*Data for the task*.
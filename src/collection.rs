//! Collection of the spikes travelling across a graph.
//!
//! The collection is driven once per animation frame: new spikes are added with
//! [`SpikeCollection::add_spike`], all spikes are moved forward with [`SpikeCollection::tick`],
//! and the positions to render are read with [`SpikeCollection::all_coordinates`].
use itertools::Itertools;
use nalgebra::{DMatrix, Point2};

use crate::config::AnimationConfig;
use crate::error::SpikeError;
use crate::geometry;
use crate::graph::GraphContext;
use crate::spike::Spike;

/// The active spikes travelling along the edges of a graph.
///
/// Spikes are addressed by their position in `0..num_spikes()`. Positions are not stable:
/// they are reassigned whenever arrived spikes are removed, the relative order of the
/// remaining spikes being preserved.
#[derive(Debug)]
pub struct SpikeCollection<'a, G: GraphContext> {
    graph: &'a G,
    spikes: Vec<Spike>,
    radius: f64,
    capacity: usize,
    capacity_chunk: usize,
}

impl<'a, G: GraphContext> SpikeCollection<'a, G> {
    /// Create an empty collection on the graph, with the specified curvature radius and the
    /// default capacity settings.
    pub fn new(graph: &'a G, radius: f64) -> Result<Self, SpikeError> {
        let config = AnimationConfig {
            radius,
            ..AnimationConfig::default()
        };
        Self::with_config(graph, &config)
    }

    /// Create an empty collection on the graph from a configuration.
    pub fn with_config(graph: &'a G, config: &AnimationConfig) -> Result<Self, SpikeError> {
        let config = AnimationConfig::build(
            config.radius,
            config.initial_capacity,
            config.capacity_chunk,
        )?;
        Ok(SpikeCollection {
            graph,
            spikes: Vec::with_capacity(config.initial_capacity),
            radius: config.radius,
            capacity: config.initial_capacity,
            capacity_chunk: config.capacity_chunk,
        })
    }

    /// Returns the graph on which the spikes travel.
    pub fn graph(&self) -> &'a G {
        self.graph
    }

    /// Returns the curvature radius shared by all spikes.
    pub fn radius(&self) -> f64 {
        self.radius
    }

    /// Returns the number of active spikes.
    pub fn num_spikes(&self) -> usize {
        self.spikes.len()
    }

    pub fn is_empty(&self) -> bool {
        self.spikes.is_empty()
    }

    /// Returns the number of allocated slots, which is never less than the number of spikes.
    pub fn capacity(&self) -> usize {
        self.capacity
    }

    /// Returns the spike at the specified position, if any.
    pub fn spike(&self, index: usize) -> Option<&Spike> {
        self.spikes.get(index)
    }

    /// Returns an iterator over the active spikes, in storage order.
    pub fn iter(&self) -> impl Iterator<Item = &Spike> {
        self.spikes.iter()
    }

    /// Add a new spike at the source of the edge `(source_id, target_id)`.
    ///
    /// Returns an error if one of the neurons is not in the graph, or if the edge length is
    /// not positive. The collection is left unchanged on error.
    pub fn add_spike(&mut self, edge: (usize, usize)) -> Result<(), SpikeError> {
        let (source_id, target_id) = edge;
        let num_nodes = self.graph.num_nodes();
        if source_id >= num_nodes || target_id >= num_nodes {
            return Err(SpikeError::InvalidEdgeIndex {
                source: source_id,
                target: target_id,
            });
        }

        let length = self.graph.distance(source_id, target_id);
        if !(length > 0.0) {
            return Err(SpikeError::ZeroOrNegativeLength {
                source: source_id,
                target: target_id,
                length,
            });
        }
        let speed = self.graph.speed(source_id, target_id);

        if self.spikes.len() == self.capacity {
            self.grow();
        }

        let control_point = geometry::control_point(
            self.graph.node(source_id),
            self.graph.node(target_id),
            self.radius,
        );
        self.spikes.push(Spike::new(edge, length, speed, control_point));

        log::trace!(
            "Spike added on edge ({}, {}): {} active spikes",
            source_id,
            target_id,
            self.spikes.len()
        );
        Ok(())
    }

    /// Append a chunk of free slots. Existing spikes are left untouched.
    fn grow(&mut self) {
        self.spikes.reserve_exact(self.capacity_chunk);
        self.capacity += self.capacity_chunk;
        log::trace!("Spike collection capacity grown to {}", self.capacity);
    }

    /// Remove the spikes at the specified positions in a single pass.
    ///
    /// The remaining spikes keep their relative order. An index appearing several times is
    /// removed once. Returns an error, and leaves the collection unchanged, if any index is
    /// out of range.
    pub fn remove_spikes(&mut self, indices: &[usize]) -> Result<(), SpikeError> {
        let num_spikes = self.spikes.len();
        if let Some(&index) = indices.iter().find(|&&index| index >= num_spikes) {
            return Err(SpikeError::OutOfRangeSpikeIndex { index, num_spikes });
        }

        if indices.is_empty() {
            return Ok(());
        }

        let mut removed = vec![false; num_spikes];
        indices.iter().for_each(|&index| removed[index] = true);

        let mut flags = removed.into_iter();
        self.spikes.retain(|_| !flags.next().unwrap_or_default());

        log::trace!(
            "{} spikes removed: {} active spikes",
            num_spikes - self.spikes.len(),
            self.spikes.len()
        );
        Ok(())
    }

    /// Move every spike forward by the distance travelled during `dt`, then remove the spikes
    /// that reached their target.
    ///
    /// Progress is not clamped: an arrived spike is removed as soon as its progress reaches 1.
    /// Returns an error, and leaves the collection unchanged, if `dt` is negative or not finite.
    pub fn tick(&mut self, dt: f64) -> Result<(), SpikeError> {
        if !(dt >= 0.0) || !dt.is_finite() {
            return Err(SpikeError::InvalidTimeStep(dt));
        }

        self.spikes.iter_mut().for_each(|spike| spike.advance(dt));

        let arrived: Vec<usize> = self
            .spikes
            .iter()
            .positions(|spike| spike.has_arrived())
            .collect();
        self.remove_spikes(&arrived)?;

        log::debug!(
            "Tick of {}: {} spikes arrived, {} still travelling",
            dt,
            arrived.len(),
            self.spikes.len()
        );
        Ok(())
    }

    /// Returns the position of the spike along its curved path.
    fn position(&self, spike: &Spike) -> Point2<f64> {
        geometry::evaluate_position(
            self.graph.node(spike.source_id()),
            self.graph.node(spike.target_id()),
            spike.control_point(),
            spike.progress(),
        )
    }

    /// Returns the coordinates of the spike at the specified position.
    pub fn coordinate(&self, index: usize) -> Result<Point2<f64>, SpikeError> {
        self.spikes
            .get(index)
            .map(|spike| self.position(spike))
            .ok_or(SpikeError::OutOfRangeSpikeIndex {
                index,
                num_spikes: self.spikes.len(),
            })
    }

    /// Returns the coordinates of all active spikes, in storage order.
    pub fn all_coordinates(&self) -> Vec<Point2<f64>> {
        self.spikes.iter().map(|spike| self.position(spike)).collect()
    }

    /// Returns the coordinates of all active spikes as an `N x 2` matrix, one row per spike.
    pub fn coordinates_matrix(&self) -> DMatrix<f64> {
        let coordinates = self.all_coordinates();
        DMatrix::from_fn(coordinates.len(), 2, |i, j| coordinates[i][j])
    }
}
* * *
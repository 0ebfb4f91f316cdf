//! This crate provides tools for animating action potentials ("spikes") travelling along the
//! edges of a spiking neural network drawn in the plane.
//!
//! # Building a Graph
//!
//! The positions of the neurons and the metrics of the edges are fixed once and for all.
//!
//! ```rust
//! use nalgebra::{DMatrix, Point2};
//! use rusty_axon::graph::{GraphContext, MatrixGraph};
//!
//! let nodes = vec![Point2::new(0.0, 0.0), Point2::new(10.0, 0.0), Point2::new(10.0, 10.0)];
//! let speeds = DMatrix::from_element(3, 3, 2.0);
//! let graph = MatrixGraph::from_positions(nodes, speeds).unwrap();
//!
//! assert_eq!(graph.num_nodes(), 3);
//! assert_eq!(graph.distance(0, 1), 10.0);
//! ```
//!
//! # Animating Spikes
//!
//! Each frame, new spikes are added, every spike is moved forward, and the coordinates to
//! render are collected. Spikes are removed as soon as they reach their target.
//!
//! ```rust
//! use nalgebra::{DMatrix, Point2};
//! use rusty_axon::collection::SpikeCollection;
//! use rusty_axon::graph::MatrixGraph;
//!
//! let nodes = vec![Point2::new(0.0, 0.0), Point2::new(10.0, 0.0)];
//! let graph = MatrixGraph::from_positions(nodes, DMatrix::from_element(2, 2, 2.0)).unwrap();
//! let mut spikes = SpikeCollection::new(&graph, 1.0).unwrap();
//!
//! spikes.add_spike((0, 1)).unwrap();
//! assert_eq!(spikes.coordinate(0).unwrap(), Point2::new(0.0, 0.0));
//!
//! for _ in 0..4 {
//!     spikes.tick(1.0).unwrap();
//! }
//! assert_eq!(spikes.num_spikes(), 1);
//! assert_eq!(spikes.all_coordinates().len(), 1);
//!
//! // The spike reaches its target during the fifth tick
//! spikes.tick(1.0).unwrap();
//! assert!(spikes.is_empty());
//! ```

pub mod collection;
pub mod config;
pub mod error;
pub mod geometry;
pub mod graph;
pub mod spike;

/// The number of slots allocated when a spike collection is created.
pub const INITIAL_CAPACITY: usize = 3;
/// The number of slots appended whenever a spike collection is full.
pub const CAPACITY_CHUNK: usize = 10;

*Exercise details*.
In the entries above, restate word for word the lines between the one holding "filename src/collection.rs" and the one holding "use crate::spike::Spike;", inclusive, and nothing besides.

*Response to this task*.
filename src/collection.rs
//! Collection of the spikes travelling across a graph.
//!
//! The collection is driven once per animation frame: new spikes are added with
//! [`SpikeCollection::add_spike`], all spikes are moved forward with [`SpikeCollection::tick`],
//! and the positions to render are read with [`SpikeCollection::all_coordinates`].
use itertools::Itertools;
use nalgebra::{DMatrix, Point2};

use crate::config::AnimationConfig;
use crate::error::SpikeError;
use crate::geometry;
use crate::graph::GraphContext;
use crate::spike::Spike;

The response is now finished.